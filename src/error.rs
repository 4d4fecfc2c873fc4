//! Error types for querydeck.
//!
//! All failures are reported as a single `DbError` whose `Display` combines
//! the operation that was attempted with the underlying cause, so a front end
//! can show it to the user verbatim.

use thiserror::Error;

#[derive(Error, Debug)]
pub enum DbError {
    #[error("Connection failed: {message}")]
    Connect { message: String, suggestion: String },

    #[error("No active connection. Select a connection before running a query.")]
    NoActiveConnection,

    #[error("Connection '{connection_id}' is not connected")]
    ConnectionNotLive { connection_id: String },

    #[error("Connection profile not found: {connection_id}")]
    ProfileNotFound { connection_id: String },

    #[error("Failed to {operation} transaction: {message}")]
    Transaction { operation: String, message: String },

    #[error("Query failed: {message}")]
    Query {
        message: String,
        /// e.g., "23505" for unique violation
        sql_state: Option<String>,
    },

    #[error("{}", rolled_back_message(.query, .rollback_error.as_deref()))]
    QueryRolledBack {
        query: Box<DbError>,
        rollback_error: Option<String>,
    },

    #[error("Export failed: {message}")]
    Export { message: String },

    #[error("Settings error: {message}")]
    Settings { message: String },

    #[error("Invalid input: {message}")]
    InvalidInput { message: String },

    #[error("Internal error: {message}")]
    Internal { message: String },
}

fn rolled_back_message(query: &DbError, rollback_error: Option<&str>) -> String {
    match rollback_error {
        None => format!("{}. Transaction rolled back.", query),
        Some(e) => format!("{}. Transaction rollback also failed: {}", query, e),
    }
}

impl DbError {
    /// Create a connect error with a helpful suggestion.
    pub fn connect(message: impl Into<String>, suggestion: impl Into<String>) -> Self {
        Self::Connect {
            message: message.into(),
            suggestion: suggestion.into(),
        }
    }

    pub fn connection_not_live(connection_id: impl Into<String>) -> Self {
        Self::ConnectionNotLive {
            connection_id: connection_id.into(),
        }
    }

    pub fn profile_not_found(connection_id: impl Into<String>) -> Self {
        Self::ProfileNotFound {
            connection_id: connection_id.into(),
        }
    }

    /// Create a transaction error for `operation` ("begin", "commit", "rollback").
    pub fn transaction(operation: impl Into<String>, message: impl ToString) -> Self {
        Self::Transaction {
            operation: operation.into(),
            message: message.to_string(),
        }
    }

    pub fn query(message: impl Into<String>, sql_state: Option<String>) -> Self {
        Self::Query {
            message: message.into(),
            sql_state,
        }
    }

    /// Wrap a statement failure that happened inside a transaction which was
    /// then rolled back (or whose rollback failed too).
    pub fn query_rolled_back(query: DbError, rollback_error: Option<DbError>) -> Self {
        Self::QueryRolledBack {
            query: Box::new(query),
            rollback_error: rollback_error.map(|e| e.to_string()),
        }
    }

    pub fn export(message: impl Into<String>) -> Self {
        Self::Export {
            message: message.into(),
        }
    }

    pub fn settings(message: impl Into<String>) -> Self {
        Self::Settings {
            message: message.into(),
        }
    }

    pub fn invalid_input(message: impl Into<String>) -> Self {
        Self::InvalidInput {
            message: message.into(),
        }
    }

    pub fn internal(message: impl Into<String>) -> Self {
        Self::Internal {
            message: message.into(),
        }
    }

    /// Get the suggestion for this error, if available.
    pub fn suggestion(&self) -> Option<&str> {
        match self {
            Self::Connect { suggestion, .. } => Some(suggestion),
            Self::NoActiveConnection => Some("Call use_connection with a connection id"),
            Self::ConnectionNotLive { .. } => Some("Call connect for this connection and retry"),
            Self::QueryRolledBack { .. } => {
                Some("All uncommitted statements were discarded; re-run them if needed")
            }
            _ => None,
        }
    }

    /// The separate user-facing events this error stands for.
    ///
    /// A failure inside a transaction surfaces two events: the statement
    /// failure and the rollback notice.
    pub fn events(&self) -> Vec<String> {
        match self {
            Self::QueryRolledBack {
                query,
                rollback_error,
            } => {
                let notice = match rollback_error {
                    None => "Transaction rolled back".to_string(),
                    Some(e) => format!("Transaction rollback failed: {}", e),
                };
                vec![query.to_string(), notice]
            }
            other => vec![other.to_string()],
        }
    }
}

/// Convert sqlx errors to DbError.
impl From<sqlx::Error> for DbError {
    fn from(err: sqlx::Error) -> Self {
        match err {
            sqlx::Error::Database(db_err) => {
                let code = db_err.code().map(|c| c.to_string());
                DbError::query(db_err.message(), code)
            }
            sqlx::Error::Configuration(msg) => DbError::connect(
                msg.to_string(),
                "Check the connection profile settings and credentials",
            ),
            sqlx::Error::PoolTimedOut => DbError::connect(
                "Timed out acquiring a pooled connection",
                "Check that the server is reachable or raise --acquire-timeout",
            ),
            sqlx::Error::PoolClosed => {
                DbError::connect("Connection pool is closed", "Reconnect to the database")
            }
            sqlx::Error::Io(io_err) => DbError::connect(
                format!("I/O error: {}", io_err),
                "Check network connectivity and database server status",
            ),
            sqlx::Error::Tls(tls_err) => DbError::connect(
                format!("TLS error: {}", tls_err),
                "Verify TLS configuration and certificates",
            ),
            sqlx::Error::Protocol(msg) => DbError::query(format!("Protocol error: {}", msg), None),
            sqlx::Error::ColumnDecode { index, source } => {
                DbError::internal(format!("Failed to decode column {}: {}", index, source))
            }
            sqlx::Error::Decode(source) => DbError::internal(format!("Decode error: {}", source)),
            sqlx::Error::WorkerCrashed => DbError::internal("Database worker crashed"),
            other => DbError::query(other.to_string(), None),
        }
    }
}

/// Result type alias for database operations.
pub type DbResult<T> = Result<T, DbError>;

/// Build suggestion data as JSON value.
fn suggestion_data(suggestion: Option<&str>) -> Option<serde_json::Value> {
    suggestion.map(|s| serde_json::json!({ "suggestion": s }))
}

/// Convert DbError to MCP ErrorData for semantic error categorization.
impl From<DbError> for rmcp::ErrorData {
    fn from(err: DbError) -> Self {
        let data = suggestion_data(err.suggestion());
        match &err {
            DbError::InvalidInput { .. } | DbError::Query { .. } => {
                let msg = match &err {
                    DbError::Query {
                        message,
                        sql_state: Some(code),
                    } => format!("Query failed: {} (SQLSTATE: {})", message, code),
                    _ => err.to_string(),
                };
                rmcp::ErrorData::invalid_params(msg, data)
            }
            DbError::QueryRolledBack { .. } => rmcp::ErrorData::invalid_params(
                err.to_string(),
                Some(serde_json::json!({
                    "events": err.events(),
                    "suggestion": err.suggestion(),
                })),
            ),
            DbError::NoActiveConnection
            | DbError::ConnectionNotLive { .. }
            | DbError::ProfileNotFound { .. } => {
                rmcp::ErrorData::resource_not_found(err.to_string(), data)
            }
            DbError::Connect { .. }
            | DbError::Transaction { .. }
            | DbError::Export { .. }
            | DbError::Settings { .. }
            | DbError::Internal { .. } => rmcp::ErrorData::internal_error(err.to_string(), data),
        }
    }
}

================================

Task directions - Copy every line of the entries above in which "events" occurs.

Response for this exercise -
    /// The separate user-facing events this error stands for.
    /// A failure inside a transaction surfaces two events: the statement
    pub fn events(&self) -> Vec<String> {
                    "events": err.events(),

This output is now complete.